== Exercise objective ==
What you return should be the lines from the first line of the records below through the line holding "the backend exposes.", unchanged.
----- Extracted material
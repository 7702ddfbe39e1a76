//! Pure request/response helpers shared by the feature pages.
//!
//! # Design
//! - Keep URL construction and payload parsing testable outside wasm.
//! - Every backend call goes through the single CGI endpoint path with the
//!   operation selected by query parameters.

use chrono::NaiveDateTime;

/// The one endpoint path the backend exposes.
pub const ENDPOINT: &str = "/cgi-bin/search.cgi";

/// Prefix that marks a line of the suggestion response as a candidate.
pub const SUGGESTION_PREFIX: &str = " - ";

fn cgi_path(params: &[(&str, &str)]) -> String {
    let mut path = String::from(ENDPOINT);
    for (index, (key, value)) in params.iter().enumerate() {
        path.push(if index == 0 { '?' } else { '&' });
        path.push_str(key);
        path.push('=');
        path.push_str(&urlencoding::encode(value));
    }
    path
}

/// Path for fetching the per-user search history.
#[must_use]
pub fn history_path(user: &str) -> String {
    cgi_path(&[("history", "1"), ("user", user)])
}

/// Path for deleting one history entry.
#[must_use]
pub fn delete_history_path(user: &str, id: u64) -> String {
    cgi_path(&[
        ("delete_history", "1"),
        ("history_id", &id.to_string()),
        ("user", user),
    ])
}

/// Path for fetching the per-user settings.
#[must_use]
pub fn settings_path(user: &str) -> String {
    cgi_path(&[("get_settings", "1"), ("user", user)])
}

/// Path for fetching the per-user saved searches.
#[must_use]
pub fn saved_path(user: &str) -> String {
    cgi_path(&[("get_saved", "1"), ("user", user)])
}

/// Path for deleting one saved search.
#[must_use]
pub fn delete_saved_path(user: &str, id: u64) -> String {
    cgi_path(&[
        ("delete_saved", "1"),
        ("user", user),
        ("saved_id", &id.to_string()),
    ])
}

/// Path for saving the given term as a saved search.
#[must_use]
pub fn save_search_path(user: &str, term: &str) -> String {
    cgi_path(&[("save_search", "1"), ("user", user), ("term", term)])
}

/// Path for fetching the per-user uploads list.
#[must_use]
pub fn uploads_path(user: &str) -> String {
    cgi_path(&[("uploads", "1"), ("user", user)])
}

/// Path for uploading a text file; the body carries the file content.
#[must_use]
pub fn upload_path(user: &str, filename: &str) -> String {
    cgi_path(&[("upload", "1"), ("user", user), ("filename", filename)])
}

/// Path for a suggestion lookup (`logged = false`) or a recorded search
/// (`logged = true`). The flag is what keeps keystrokes out of the history.
#[must_use]
pub fn search_path(query: &str, user: &str, logged: bool) -> String {
    cgi_path(&[
        ("query", query),
        ("user", user),
        ("log", if logged { "1" } else { "0" }),
    ])
}

/// Path for fetching the profile payload.
#[must_use]
pub fn profile_path(user: &str) -> String {
    cgi_path(&[("get_profile", "1"), ("user", user)])
}

/// Path for the password update; the body carries the raw new password.
#[must_use]
pub fn update_password_path(user: &str) -> String {
    cgi_path(&[("update_password", "1"), ("user", user)])
}

/// Parse the newline-delimited suggestion response. Only lines carrying the
/// marker prefix are suggestions; everything else is server chatter.
#[must_use]
pub fn parse_suggestions(body: &str) -> Vec<String> {
    body.lines()
        .filter_map(|line| line.strip_prefix(SUGGESTION_PREFIX))
        .map(str::to_string)
        .collect()
}

/// Validate a password change before any network call.
///
/// # Errors
/// Returns the message to show when the new value is too short or the
/// confirmation does not match.
pub fn validate_password(new: &str, confirm: &str) -> Result<(), String> {
    if new.len() < 3 {
        return Err("Password must be at least 3 characters long.".to_string());
    }
    if new != confirm {
        return Err("Passwords do not match.".to_string());
    }
    Ok(())
}

/// Render a server timestamp as a relative label against `now_ms`.
///
/// Unparseable or future timestamps fall back to the raw server string, so
/// a clock skew never hides data.
#[must_use]
pub fn relative_label(timestamp: &str, now_ms: i64) -> String {
    let Some(parsed) = parse_timestamp(timestamp) else {
        return timestamp.to_string();
    };
    let elapsed = now_ms / 1000 - parsed.and_utc().timestamp();
    if elapsed < 0 {
        return timestamp.to_string();
    }
    if elapsed < 60 {
        return "just now".to_string();
    }
    if elapsed < 3600 {
        return format!("{}m ago", elapsed / 60);
    }
    if elapsed < 86_400 {
        return format!("{}h ago", elapsed / 3600);
    }
    format!("{}d ago", elapsed / 86_400)
}

fn parse_timestamp(value: &str) -> Option<NaiveDateTime> {
    NaiveDateTime::parse_from_str(value, "%Y-%m-%d %H:%M:%S")
        .or_else(|_| NaiveDateTime::parse_from_str(value, "%Y-%m-%dT%H:%M:%S"))
        .ok()
}

#[cfg(test)]
mod tests {
    use super::*;

    #[test]
    fn paths_carry_encoded_parameters() {
        assert_eq!(
            history_path("alice"),
            "/cgi-bin/search.cgi?history=1&user=alice"
        );
        assert_eq!(
            save_search_path("alice", "black cat"),
            "/cgi-bin/search.cgi?save_search=1&user=alice&term=black%20cat"
        );
        assert_eq!(
            delete_history_path("a&b", 7),
            "/cgi-bin/search.cgi?delete_history=1&history_id=7&user=a%26b"
        );
    }

    #[test]
    fn search_path_log_flag() {
        assert!(search_path("cat", "alice", false).ends_with("&log=0"));
        assert!(search_path("cat", "alice", true).ends_with("&log=1"));
    }

    #[test]
    fn suggestions_require_the_marker_prefix() {
        let body = "Results for cat:\n - cat\n - catalog\nno match here\n- catsup";
        assert_eq!(parse_suggestions(body), vec!["cat", "catalog"]);
    }

    #[test]
    fn empty_body_yields_no_suggestions() {
        assert!(parse_suggestions("").is_empty());
    }

    #[test]
    fn password_rules() {
        assert!(validate_password("abc", "abc").is_ok());
        assert_eq!(
            validate_password("ab", "ab").unwrap_err(),
            "Password must be at least 3 characters long."
        );
        assert_eq!(
            validate_password("abcd", "abce").unwrap_err(),
            "Passwords do not match."
        );
    }

    #[test]
    fn relative_label_buckets() {
        // 2026-08-20 10:00:00 UTC in milliseconds.
        let base_ms = 1_787_220_000_000;
        let stamp = "2026-08-20 10:00:00";
        assert_eq!(relative_label(stamp, base_ms + 30_000), "just now");
        assert_eq!(relative_label(stamp, base_ms + 5 * 60_000), "5m ago");
        assert_eq!(relative_label(stamp, base_ms + 3 * 3_600_000), "3h ago");
        assert_eq!(relative_label(stamp, base_ms + 48 * 3_600_000), "2d ago");
    }

    #[test]
    fn relative_label_falls_back_to_raw() {
        assert_eq!(relative_label("yesterday-ish", 0), "yesterday-ish");
        // Future timestamps stay verbatim rather than going negative.
        assert_eq!(
            relative_label("2026-08-20 10:00:00", 0),
            "2026-08-20 10:00:00"
        );
    }
}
----------
== Solution to the problem ==
repository 7702ddfbe39e1a76
//! Pure request/response helpers shared by the feature pages.
//!
//! # Design
//! - Keep URL construction and payload parsing testable outside wasm.
//! - Every backend call goes through the single CGI endpoint path with the
//!   operation selected by query parameters.

use chrono::NaiveDateTime;

/// The one endpoint path the backend exposes.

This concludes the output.